I have worked primarily with questions relating to sustainable development, in the context of research, education and communications. I have pedagogical experience developing courses within the Masters programme in Sustainable Development jointly hosted at SLU and Uppsala University. Over the years I have led various projects within academia, research-policy organisations, and local government. For the last 4 years I have worked for SLU Urban Futures as a project coordinator, most recently taking on the role as Ultuna Hub Coordinator.
I have an interdisciplinary background with a Masters in Environmental Science, a Masters in Sustainable Development, and a Bachelors Degree in Political Science. I have explored questions relating to changes in agricultural practices and how farmers relate to environmental policy; and socio-political dimensions concerning the emergence of local food organisations as part of the solidarity economy.
What does your role as a hub coordinator at Ultuna include?
As Hub Coordinator I am responsible for engaging with researchers, teachers and local actors to explore critical inter- and transdisciplinary research concerned with sustainable urban development. Part of the role is to support communication between research departments, faculties and societal actors with the aims of identifying and initiating various forms of collaboration. The work takes many different forms, from hosting workshops, seminars and conferences, establishing and allocating seed funding, to communicating research and collaboration.

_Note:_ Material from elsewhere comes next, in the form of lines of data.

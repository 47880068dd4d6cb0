// Header-only signature selection and verification: walks the entries
// trailing the immutable region, picks the strongest enabled digest or
// signature tag, and verifies it over the region's own bytes.

use crate::blob::Blob;
use crate::collab::{DigestEngine, Keyring, SignatureParser};
use crate::error::{HdrError, HdrResult, OrNotFound, Verdict};
use crate::package::VerifyFlags;
use crate::tags::{TagType, HEADER_MAGIC, TAG_DSAHEADER, TAG_RSAHEADER, TAG_SHA1HEADER};
use crate::verify_info::payload_byte_len;

/// Select the strongest enabled header-only digest/signature tag in
/// `blob.pe[ril..il]` and verify it, returning `NotFound` when there is
/// no such tag -- the caller treats that as "sanity check passed, no
/// crypto available".
///
/// Precondition: `blob.il > blob.ril` (checked by the caller); an empty
/// trailing range here just returns `NotFound`.
pub fn select_and_verify(
    blob: &Blob,
    flags: VerifyFlags,
    sig_parser: &dyn SignatureParser,
    digest_engine: &dyn DigestEngine,
    keyring: &dyn Keyring,
) -> HdrResult<OrNotFound<(Verdict, u32)>> {
    let mut chosen = None;

    for pair in blob.trailing_entries() {
        let (_, entry) = pair?;
        match entry.tag {
            TAG_SHA1HEADER if !flags.contains(VerifyFlags::NO_SHA1_HEADER) && chosen.is_none() => {
                chosen = Some(entry);
            }
            TAG_RSAHEADER if !flags.contains(VerifyFlags::NO_RSA_HEADER) => {
                chosen = Some(entry);
            }
            TAG_DSAHEADER if !flags.contains(VerifyFlags::NO_DSA_HEADER) => {
                chosen = Some(entry);
            }
            _ => {}
        }
    }

    let entry = match chosen {
        Some(e) => e,
        None => return Ok(OrNotFound::NotFound),
    };

    let data = blob.data();
    let ty = TagType::from_u32(entry.ty).ok_or(HdrError::BadEntryType {
        tag: entry.tag,
        ty: entry.ty,
    })?;
    let len = payload_byte_len(data, ty, entry.offset, entry.count)?;
    let start = entry.offset as usize;
    let tag_data = &data[start..start + len];

    let sig_params = sig_parser.parse_sig("header-only", tag_data)?;
    let mut ctx = digest_engine.init(sig_params.hash_algo);

    // magic, then ril/rdl, then the region's own index entries, then the
    // region's data bytes.
    ctx.update(&HEADER_MAGIC);
    ctx.update(&blob.ril.to_be_bytes());
    ctx.update(&blob.rdl.to_be_bytes());
    ctx.update(&blob.pe_bytes()[0..16 * blob.ril as usize]);
    ctx.update(&data[0..blob.rdl as usize]);

    let verdict = keyring.verify(tag_data, &sig_params, ctx);
    Ok(OrNotFound::Found((verdict, sig_params.key_id())))
}

#[cfg(test)]
mod tests {
    use super::*;
    use crate::blob::hdrblob_init;
    use crate::collab::fakes::{FixedKeyring, FixedSigParser, NullDigestEngine};
    use crate::collab::HashAlgo;
    use pretty_assertions::assert_eq;

    fn word(v: i32) -> [u8; 4] {
        v.to_be_bytes()
    }

    /// A package-style blob: one-entry immutable region (`ril=1`,
    /// `rdl=16`) followed by one trailing `SHA1HEADER` entry.
    fn blob_with_header_only_sha1() -> Vec<u8> {
        let mut bytes = Vec::new();
        let il = 2i32;
        let mut data = vec![0u8; 16]; // region trailer lives here
        let sha1_payload = b"deadbeef\0";
        let sha1_offset = data.len() as i32;
        data.extend_from_slice(sha1_payload);
        let dl = data.len() as i32;

        bytes.extend_from_slice(&HEADER_MAGIC);
        bytes.extend_from_slice(&word(il));
        bytes.extend_from_slice(&word(dl));
        bytes.extend_from_slice(&word(63));
        bytes.extend_from_slice(&word(7));
        bytes.extend_from_slice(&word(0));
        bytes.extend_from_slice(&word(16));
        bytes.extend_from_slice(&word(TAG_SHA1HEADER));
        bytes.extend_from_slice(&word(6)); // STRING
        bytes.extend_from_slice(&word(sha1_offset));
        bytes.extend_from_slice(&word(1));

        data[0..4].copy_from_slice(&word(63));
        data[4..8].copy_from_slice(&word(7));
        data[8..12].copy_from_slice(&word(-16));
        data[12..16].copy_from_slice(&word(16));
        bytes.extend_from_slice(&data);
        bytes
    }

    #[test]
    fn sha1_header_chosen_and_verified() {
        let bytes = blob_with_header_only_sha1();
        let blob = hdrblob_init(&bytes, 63, true).unwrap().found().unwrap();
        let sig_parser = FixedSigParser {
            hash_algo: HashAlgo::Sha1,
            signer_id: [0x01, 0x02, 0x03, 0x04, 0, 0, 0, 0],
        };
        let digest_engine = NullDigestEngine;
        let keyring = FixedKeyring(Verdict::Ok);
        let result = select_and_verify(&blob, VerifyFlags::empty(), &sig_parser, &digest_engine, &keyring)
            .unwrap()
            .found()
            .unwrap();
        assert_eq!(result.0, Verdict::Ok);
        assert_eq!(result.1, 0x01020304);
    }

    #[test]
    fn sha1_header_suppressed_by_policy_yields_not_found() {
        let bytes = blob_with_header_only_sha1();
        let blob = hdrblob_init(&bytes, 63, true).unwrap().found().unwrap();
        let sig_parser = FixedSigParser {
            hash_algo: HashAlgo::Sha1,
            signer_id: [0u8; 8],
        };
        let digest_engine = NullDigestEngine;
        let keyring = FixedKeyring(Verdict::Ok);
        let result = select_and_verify(
            &blob,
            VerifyFlags::NO_SHA1_HEADER,
            &sig_parser,
            &digest_engine,
            &keyring,
        )
        .unwrap();
        assert!(result.is_not_found());
    }
}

Which topics or areas engage you the most?
Food systems transformation is an area I engage with a lot in my role, which looks at how we reshape our food system in various ways to create a healthy, equitable and sustainable future. There are a variety of different topics which fall under this broad area of research, including food security, food sovereignty, production/consumption questions, food waste etc.
My areas of interest can be termed as foodscapes, meaning the interconnections and inter-relations between people, place and food. The relationship between urban food environments and health is particularly interesting, where a complex mix of multi-scalar external and personal factors influence food consumption behaviors.
As project coordinator for the Food&Cities project, as well as the Foodscapes theme at UF, I currently work a lot with the topic of Food Planning. Broadly speaking, Food Planning refers to the integration of food issues into urban planning. I am particularly interested in how city-regions have emerged as innovation spaces where national policy, local government, business, small-scale actors and civil society interact in dynamic ways, often producing solutions to context-specific food issues.